What lines in the records below mention "Option"? List them all.

Extracted material below:

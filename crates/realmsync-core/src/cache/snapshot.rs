use std::collections::HashMap;
use std::path::Path;

use anyhow::{Context, Result};
use chrono::{DateTime, Utc};
use serde::{Deserialize, Serialize};
use serde_json::Value;

use crate::key::QueryKey;

/// One successful entry in a dehydrated cache.
#[derive(Debug, Clone, Serialize, Deserialize)]
pub struct DehydratedEntry {
    pub key: QueryKey,
    pub data: Value,
    #[serde(rename = "updatedAt")]
    pub updated_at: DateTime<Utc>,
}

/// Serializable snapshot of a cache's successful entries, for handing
/// state from one cache instance to another (a server-rendered pass to a
/// client instance, or one process shutdown to the next startup).
///
/// The shape is implementation-defined, not a committed external contract.
#[derive(Debug, Clone, Default, Serialize, Deserialize)]
pub struct CacheSnapshot {
    pub entries: Vec<DehydratedEntry>,
}

impl CacheSnapshot {
    pub fn is_empty(&self) -> bool {
        self.entries.is_empty()
    }

    /// Write the snapshot as pretty JSON, creating parent directories.
    pub fn save_to(&self, path: &Path) -> Result<()> {
        if let Some(parent) = path.parent() {
            std::fs::create_dir_all(parent)?;
        }
        let contents = serde_json::to_string_pretty(self)?;
        std::fs::write(path, contents)
            .with_context(|| format!("Failed to write snapshot file: {}", path.display()))?;
        Ok(())
    }

    /// Read a snapshot back; `Ok(None)` if no file exists.
    pub fn load_from(path: &Path) -> Result<Option<Self>> {
        if !path.exists() {
            return Ok(None);
        }
        let contents = std::fs::read_to_string(path)
            .with_context(|| format!("Failed to read snapshot file: {}", path.display()))?;
        let snapshot = serde_json::from_str(&contents)
            .with_context(|| format!("Failed to parse snapshot file: {}", path.display()))?;
        Ok(Some(snapshot))
    }
}

/// Pre-mutation data for every key an optimistic update touches.
///
/// Captured synchronously, before the optimistic write is applied; a
/// rollback restores exactly these values. `None` records that a key had
/// no data before the mutation.
#[derive(Debug, Clone, Default)]
pub struct MutationSnapshot {
    previous: HashMap<QueryKey, Option<Value>>,
}

impl MutationSnapshot {
    pub fn is_empty(&self) -> bool {
        self.previous.is_empty()
    }

    pub fn len(&self) -> usize {
        self.previous.len()
    }

    /// The data a key held when the snapshot was captured.
    pub fn previous_data(&self, key: &QueryKey) -> Option<&Option<Value>> {
        self.previous.get(key)
    }

    pub(crate) fn record(&mut self, key: QueryKey, previous: Option<Value>) {
        self.previous.insert(key, previous);
    }

    pub(crate) fn iter(&self) -> impl Iterator<Item = (&QueryKey, &Option<Value>)> {
        self.previous.iter()
    }
}

// ============================================================================
// Tests
// ============================================================================

#[cfg(test)]
mod tests {
    use super::*;
    use serde_json::json;

    #[test]
    fn test_snapshot_file_roundtrip() {
        let dir = tempfile::tempdir().expect("tempdir");
        let path = dir.path().join("nested").join("snapshot.json");

        let snapshot = CacheSnapshot {
            entries: vec![DehydratedEntry {
                key: QueryKey::Event { event_id: 9 },
                data: json!({"title": "Realm meetup"}),
                updated_at: Utc::now(),
            }],
        };
        snapshot.save_to(&path).expect("save");

        let loaded = CacheSnapshot::load_from(&path)
            .expect("load")
            .expect("present");
        assert_eq!(loaded.entries.len(), 1);
        assert_eq!(loaded.entries[0].key, QueryKey::Event { event_id: 9 });
        assert_eq!(loaded.entries[0].data, json!({"title": "Realm meetup"}));
    }

    #[test]
    fn test_load_missing_snapshot_is_none() {
        let dir = tempfile::tempdir().expect("tempdir");
        let missing = CacheSnapshot::load_from(&dir.path().join("absent.json")).expect("load");
        assert!(missing.is_none());
    }

    #[test]
    fn test_mutation_snapshot_records_absent_keys() {
        let mut snapshot = MutationSnapshot::default();
        let key = QueryKey::Poll { poll_id: 3 };
        snapshot.record(key.clone(), None);
        assert_eq!(snapshot.len(), 1);
        assert_eq!(snapshot.previous_data(&key), Some(&None));
    }
}
use chrono::{DateTime, Utc};
use serde::{Deserialize, Serialize};

/// A member's RSVP to an event.
#[derive(Debug, Clone, Copy, PartialEq, Eq, Serialize, Deserialize)]
#[serde(rename_all = "camelCase")]
pub enum RsvpChoice {
    Going,
    NotGoing,
    NoResponse,
}

impl std::fmt::Display for RsvpChoice {
    fn fmt(&self, f: &mut std::fmt::Formatter<'_>) -> std::fmt::Result {
        match self {
            RsvpChoice::Going => write!(f, "Going"),
            RsvpChoice::NotGoing => write!(f, "Not Going"),
            RsvpChoice::NoResponse => write!(f, "No Response"),
        }
    }
}

/// An event as served by the platform API.
#[derive(Debug, Clone, PartialEq, Serialize, Deserialize)]
pub struct EventSummary {
    #[serde(default)]
    pub id: u64,
    pub title: String,
    pub description: Option<String>,
    #[serde(rename = "communityId")]
    pub community_id: u64,
    #[serde(rename = "startsAt")]
    pub starts_at: Option<DateTime<Utc>>,
    pub location: Option<String>,
    /// Maximum attendees; `None` means uncapped.
    pub capacity: Option<u32>,
    #[serde(rename = "goingCount", default)]
    pub going_count: u32,
    #[serde(rename = "notGoingCount", default)]
    pub not_going_count: u32,
    /// The viewer's own RSVP, when authenticated.
    #[serde(rename = "viewerRsvp", default)]
    pub viewer_rsvp: Option<RsvpChoice>,
}

impl EventSummary {
    pub fn is_full(&self) -> bool {
        match self.capacity {
            Some(capacity) => self.going_count >= capacity,
            None => false,
        }
    }

    pub fn spots_remaining(&self) -> Option<u32> {
        self.capacity
            .map(|capacity| capacity.saturating_sub(self.going_count))
    }

    pub fn viewer_choice(&self) -> RsvpChoice {
        self.viewer_rsvp.unwrap_or(RsvpChoice::NoResponse)
    }

    /// "Feb 06, 2026 @ 07:00 PM", or "TBD" for undated events.
    pub fn formatted_start(&self) -> String {
        match self.starts_at {
            Some(dt) => dt.format("%b %d, %Y @ %I:%M %p").to_string(),
            None => "TBD".to_string(),
        }
    }
}

// ============================================================================
// Tests
// ============================================================================

#[cfg(test)]
mod tests {
    use super::*;

    fn event(capacity: Option<u32>, going: u32) -> EventSummary {
        EventSummary {
            id: 1,
            title: "Realm meetup".to_string(),
            description: None,
            community_id: 7,
            starts_at: None,
            location: None,
            capacity,
            going_count: going,
            not_going_count: 0,
            viewer_rsvp: None,
        }
    }

    #[test]
    fn test_capacity_accounting() {
        assert!(!event(None, 500).is_full());
        assert_eq!(event(None, 500).spots_remaining(), None);

        let capped = event(Some(20), 18);
        assert!(!capped.is_full());
        assert_eq!(capped.spots_remaining(), Some(2));

        let full = event(Some(20), 20);
        assert!(full.is_full());
        assert_eq!(full.spots_remaining(), Some(0));

        // Overbooked events never report negative spots.
        assert_eq!(event(Some(20), 25).spots_remaining(), Some(0));
    }

    #[test]
    fn test_viewer_choice_defaults_to_no_response() {
        assert_eq!(event(None, 0).viewer_choice(), RsvpChoice::NoResponse);
    }

    #[test]
    fn test_undated_event_formats_as_tbd() {
        assert_eq!(event(None, 0).formatted_start(), "TBD");
    }

    #[test]
    fn test_wire_field_names() {
        let json = r#"{
            "id": 4,
            "title": "Poll night",
            "description": null,
            "communityId": 7,
            "startsAt": "2026-02-06T19:00:00Z",
            "location": "Main hall",
            "capacity": 40,
            "goingCount": 12,
            "viewerRsvp": "going"
        }"#;
        let e: EventSummary = serde_json::from_str(json).expect("parse");
        assert_eq!(e.community_id, 7);
        assert_eq!(e.viewer_rsvp, Some(RsvpChoice::Going));
        assert_eq!(e.formatted_start(), "Feb 06, 2026 @ 07:00 PM");
    }
}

End of Extracted material.

Problem solution:
    pub fn load_from(path: &Path) -> Result<Option<Self>> {
    previous: HashMap<QueryKey, Option<Value>>,
    pub fn previous_data(&self, key: &QueryKey) -> Option<&Option<Value>> {
    pub(crate) fn record(&mut self, key: QueryKey, previous: Option<Value>) {
    pub(crate) fn iter(&self) -> impl Iterator<Item = (&QueryKey, &Option<Value>)> {
    pub description: Option<String>,
    pub starts_at: Option<DateTime<Utc>>,
    pub location: Option<String>,
    pub capacity: Option<u32>,
    pub viewer_rsvp: Option<RsvpChoice>,
    pub fn spots_remaining(&self) -> Option<u32> {
    fn event(capacity: Option<u32>, going: u32) -> EventSummary {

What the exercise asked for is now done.